§ **What the task requires**: First find the line with "let raw = serde_json::to_string(tasks)?;" in the entries below, then set down exactly every line through the line with "pub mod hydration;", that line included.

Records excerpted from a collection:
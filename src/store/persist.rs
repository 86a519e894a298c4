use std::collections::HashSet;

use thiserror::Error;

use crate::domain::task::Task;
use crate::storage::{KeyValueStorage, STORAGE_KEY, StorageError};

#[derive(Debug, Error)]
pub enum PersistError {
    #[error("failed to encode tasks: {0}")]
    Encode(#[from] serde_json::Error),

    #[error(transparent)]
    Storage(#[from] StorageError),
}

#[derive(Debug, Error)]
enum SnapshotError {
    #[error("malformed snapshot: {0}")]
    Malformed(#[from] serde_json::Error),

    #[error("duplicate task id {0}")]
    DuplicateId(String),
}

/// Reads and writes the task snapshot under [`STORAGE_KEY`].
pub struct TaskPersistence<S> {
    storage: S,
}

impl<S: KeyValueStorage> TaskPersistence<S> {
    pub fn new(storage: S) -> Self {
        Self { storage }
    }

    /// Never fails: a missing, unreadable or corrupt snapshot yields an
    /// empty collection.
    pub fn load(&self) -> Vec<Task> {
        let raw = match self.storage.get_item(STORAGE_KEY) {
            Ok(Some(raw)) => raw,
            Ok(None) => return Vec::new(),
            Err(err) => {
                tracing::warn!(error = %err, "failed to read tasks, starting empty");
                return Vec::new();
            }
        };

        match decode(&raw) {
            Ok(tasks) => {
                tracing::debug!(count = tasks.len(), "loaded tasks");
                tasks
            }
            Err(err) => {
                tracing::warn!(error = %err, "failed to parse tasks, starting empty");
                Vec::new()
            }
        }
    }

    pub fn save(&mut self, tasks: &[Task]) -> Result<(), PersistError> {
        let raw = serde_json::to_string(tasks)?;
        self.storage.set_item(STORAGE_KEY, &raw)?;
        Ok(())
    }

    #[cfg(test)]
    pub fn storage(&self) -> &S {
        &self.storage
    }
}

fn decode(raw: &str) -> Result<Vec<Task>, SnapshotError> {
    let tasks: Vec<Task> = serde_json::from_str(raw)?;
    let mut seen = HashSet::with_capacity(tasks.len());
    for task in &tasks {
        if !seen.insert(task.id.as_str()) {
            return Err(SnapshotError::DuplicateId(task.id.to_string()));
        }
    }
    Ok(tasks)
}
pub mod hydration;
--
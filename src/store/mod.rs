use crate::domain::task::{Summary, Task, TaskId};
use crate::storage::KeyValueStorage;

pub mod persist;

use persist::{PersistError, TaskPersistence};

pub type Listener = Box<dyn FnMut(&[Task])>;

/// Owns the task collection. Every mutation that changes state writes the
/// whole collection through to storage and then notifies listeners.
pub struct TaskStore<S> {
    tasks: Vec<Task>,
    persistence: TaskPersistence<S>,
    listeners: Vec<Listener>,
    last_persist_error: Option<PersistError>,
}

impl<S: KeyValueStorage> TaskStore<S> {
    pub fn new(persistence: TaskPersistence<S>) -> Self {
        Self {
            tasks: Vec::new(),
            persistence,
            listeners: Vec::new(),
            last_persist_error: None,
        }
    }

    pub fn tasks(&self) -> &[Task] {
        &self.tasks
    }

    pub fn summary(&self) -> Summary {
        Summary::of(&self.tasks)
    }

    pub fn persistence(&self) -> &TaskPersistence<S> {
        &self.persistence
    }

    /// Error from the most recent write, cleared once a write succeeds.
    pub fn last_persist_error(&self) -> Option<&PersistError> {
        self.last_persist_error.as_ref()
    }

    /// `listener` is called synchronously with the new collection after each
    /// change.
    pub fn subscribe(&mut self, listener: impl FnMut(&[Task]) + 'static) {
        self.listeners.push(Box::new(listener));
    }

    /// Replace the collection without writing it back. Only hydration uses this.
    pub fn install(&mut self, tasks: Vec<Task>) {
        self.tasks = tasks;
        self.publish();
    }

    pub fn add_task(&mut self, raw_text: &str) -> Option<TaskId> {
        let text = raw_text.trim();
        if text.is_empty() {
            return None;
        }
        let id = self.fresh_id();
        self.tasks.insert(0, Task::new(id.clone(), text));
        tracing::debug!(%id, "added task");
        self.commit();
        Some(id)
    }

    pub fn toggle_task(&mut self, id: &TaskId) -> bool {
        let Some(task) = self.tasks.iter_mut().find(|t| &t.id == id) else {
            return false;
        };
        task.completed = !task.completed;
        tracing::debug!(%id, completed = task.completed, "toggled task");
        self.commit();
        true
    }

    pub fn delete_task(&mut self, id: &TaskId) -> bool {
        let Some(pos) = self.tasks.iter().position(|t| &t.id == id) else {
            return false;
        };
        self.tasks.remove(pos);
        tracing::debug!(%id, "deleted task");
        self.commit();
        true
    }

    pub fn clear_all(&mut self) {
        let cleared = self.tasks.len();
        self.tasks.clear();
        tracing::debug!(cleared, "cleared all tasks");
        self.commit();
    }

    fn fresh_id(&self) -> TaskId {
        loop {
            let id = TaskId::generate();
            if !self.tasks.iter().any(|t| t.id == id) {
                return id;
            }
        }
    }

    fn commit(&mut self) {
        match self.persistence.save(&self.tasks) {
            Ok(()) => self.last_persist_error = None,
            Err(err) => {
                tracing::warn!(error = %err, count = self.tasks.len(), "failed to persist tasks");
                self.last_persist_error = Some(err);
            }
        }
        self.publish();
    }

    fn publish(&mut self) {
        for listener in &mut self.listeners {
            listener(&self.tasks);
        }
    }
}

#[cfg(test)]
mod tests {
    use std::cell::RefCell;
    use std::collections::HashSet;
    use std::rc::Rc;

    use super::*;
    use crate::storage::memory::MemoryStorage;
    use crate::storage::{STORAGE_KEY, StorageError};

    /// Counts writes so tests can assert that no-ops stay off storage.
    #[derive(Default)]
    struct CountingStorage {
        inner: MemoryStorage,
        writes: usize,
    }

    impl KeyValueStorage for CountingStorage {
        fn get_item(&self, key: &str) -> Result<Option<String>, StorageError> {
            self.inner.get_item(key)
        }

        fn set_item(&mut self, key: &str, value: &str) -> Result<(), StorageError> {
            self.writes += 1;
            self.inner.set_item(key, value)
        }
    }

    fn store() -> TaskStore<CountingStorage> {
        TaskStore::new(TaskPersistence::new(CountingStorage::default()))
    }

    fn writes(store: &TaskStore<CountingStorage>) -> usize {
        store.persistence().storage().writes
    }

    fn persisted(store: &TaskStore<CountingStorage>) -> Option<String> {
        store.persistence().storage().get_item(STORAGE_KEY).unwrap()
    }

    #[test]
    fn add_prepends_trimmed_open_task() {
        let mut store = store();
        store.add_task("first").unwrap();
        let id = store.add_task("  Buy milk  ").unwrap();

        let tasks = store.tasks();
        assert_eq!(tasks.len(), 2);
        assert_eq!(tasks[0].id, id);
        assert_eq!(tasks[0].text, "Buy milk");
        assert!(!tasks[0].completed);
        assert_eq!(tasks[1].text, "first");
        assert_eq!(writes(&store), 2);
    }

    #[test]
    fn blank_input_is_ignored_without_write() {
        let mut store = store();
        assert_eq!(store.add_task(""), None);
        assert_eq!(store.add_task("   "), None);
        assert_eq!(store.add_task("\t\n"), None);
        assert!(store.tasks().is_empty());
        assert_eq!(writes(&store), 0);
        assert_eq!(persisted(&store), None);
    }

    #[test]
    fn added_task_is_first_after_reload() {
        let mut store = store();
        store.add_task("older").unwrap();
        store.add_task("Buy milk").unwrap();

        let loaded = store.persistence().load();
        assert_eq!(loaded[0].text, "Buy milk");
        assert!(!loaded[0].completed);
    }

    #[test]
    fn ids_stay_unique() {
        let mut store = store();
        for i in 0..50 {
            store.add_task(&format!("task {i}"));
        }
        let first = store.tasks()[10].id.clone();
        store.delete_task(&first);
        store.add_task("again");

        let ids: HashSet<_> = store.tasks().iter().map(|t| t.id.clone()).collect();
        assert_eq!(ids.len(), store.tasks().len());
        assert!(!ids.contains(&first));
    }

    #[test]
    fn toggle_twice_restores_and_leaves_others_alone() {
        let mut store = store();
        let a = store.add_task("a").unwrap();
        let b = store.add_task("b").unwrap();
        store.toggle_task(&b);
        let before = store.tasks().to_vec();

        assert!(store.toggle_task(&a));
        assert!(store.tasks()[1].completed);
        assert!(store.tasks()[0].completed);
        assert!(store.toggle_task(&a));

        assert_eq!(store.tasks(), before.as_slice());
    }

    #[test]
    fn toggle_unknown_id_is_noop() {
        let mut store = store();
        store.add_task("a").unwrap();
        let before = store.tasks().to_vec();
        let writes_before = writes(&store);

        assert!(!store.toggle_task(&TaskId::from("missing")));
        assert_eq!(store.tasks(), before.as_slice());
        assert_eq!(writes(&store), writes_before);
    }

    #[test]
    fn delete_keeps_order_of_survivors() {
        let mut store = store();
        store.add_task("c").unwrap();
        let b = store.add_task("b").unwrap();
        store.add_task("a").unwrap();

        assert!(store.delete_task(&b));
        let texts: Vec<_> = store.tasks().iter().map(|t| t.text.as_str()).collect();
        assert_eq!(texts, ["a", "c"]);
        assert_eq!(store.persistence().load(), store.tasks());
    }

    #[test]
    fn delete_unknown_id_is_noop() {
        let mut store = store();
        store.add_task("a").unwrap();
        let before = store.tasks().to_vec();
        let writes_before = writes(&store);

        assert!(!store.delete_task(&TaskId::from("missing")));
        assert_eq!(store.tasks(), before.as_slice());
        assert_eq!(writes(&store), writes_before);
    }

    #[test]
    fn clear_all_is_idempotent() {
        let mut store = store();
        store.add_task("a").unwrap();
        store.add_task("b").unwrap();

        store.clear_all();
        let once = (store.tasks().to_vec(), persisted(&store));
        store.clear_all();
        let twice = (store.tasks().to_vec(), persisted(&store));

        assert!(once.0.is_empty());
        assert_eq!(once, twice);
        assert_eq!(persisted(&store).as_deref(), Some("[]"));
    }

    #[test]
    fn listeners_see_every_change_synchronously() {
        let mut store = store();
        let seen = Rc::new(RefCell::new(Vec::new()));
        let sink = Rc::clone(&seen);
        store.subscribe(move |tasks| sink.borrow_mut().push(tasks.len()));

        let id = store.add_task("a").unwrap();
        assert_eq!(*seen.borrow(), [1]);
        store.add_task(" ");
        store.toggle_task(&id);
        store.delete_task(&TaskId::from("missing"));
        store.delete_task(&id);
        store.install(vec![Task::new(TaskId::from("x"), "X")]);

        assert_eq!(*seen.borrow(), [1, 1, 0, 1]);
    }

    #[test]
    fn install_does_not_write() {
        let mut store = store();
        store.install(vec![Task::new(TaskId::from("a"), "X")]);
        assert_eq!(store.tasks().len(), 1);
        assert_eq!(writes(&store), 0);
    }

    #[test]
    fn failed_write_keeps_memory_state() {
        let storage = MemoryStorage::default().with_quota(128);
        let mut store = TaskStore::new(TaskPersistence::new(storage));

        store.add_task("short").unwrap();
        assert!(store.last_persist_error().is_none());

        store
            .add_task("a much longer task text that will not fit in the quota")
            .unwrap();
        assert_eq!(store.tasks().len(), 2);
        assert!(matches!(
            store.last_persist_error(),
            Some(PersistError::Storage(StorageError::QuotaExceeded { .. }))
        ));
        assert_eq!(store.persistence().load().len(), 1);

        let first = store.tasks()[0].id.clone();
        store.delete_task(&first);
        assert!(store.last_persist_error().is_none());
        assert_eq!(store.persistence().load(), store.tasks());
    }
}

§ **Task output**:
        let raw = serde_json::to_string(tasks)?;
        self.storage.set_item(STORAGE_KEY, &raw)?;
        Ok(())
    }

    #[cfg(test)]
    pub fn storage(&self) -> &S {
        &self.storage
    }
}

fn decode(raw: &str) -> Result<Vec<Task>, SnapshotError> {
    let tasks: Vec<Task> = serde_json::from_str(raw)?;
    let mut seen = HashSet::with_capacity(tasks.len());
    for task in &tasks {
        if !seen.insert(task.id.as_str()) {
            return Err(SnapshotError::DuplicateId(task.id.to_string()));
        }
    }
    Ok(tasks)
}
pub mod hydration;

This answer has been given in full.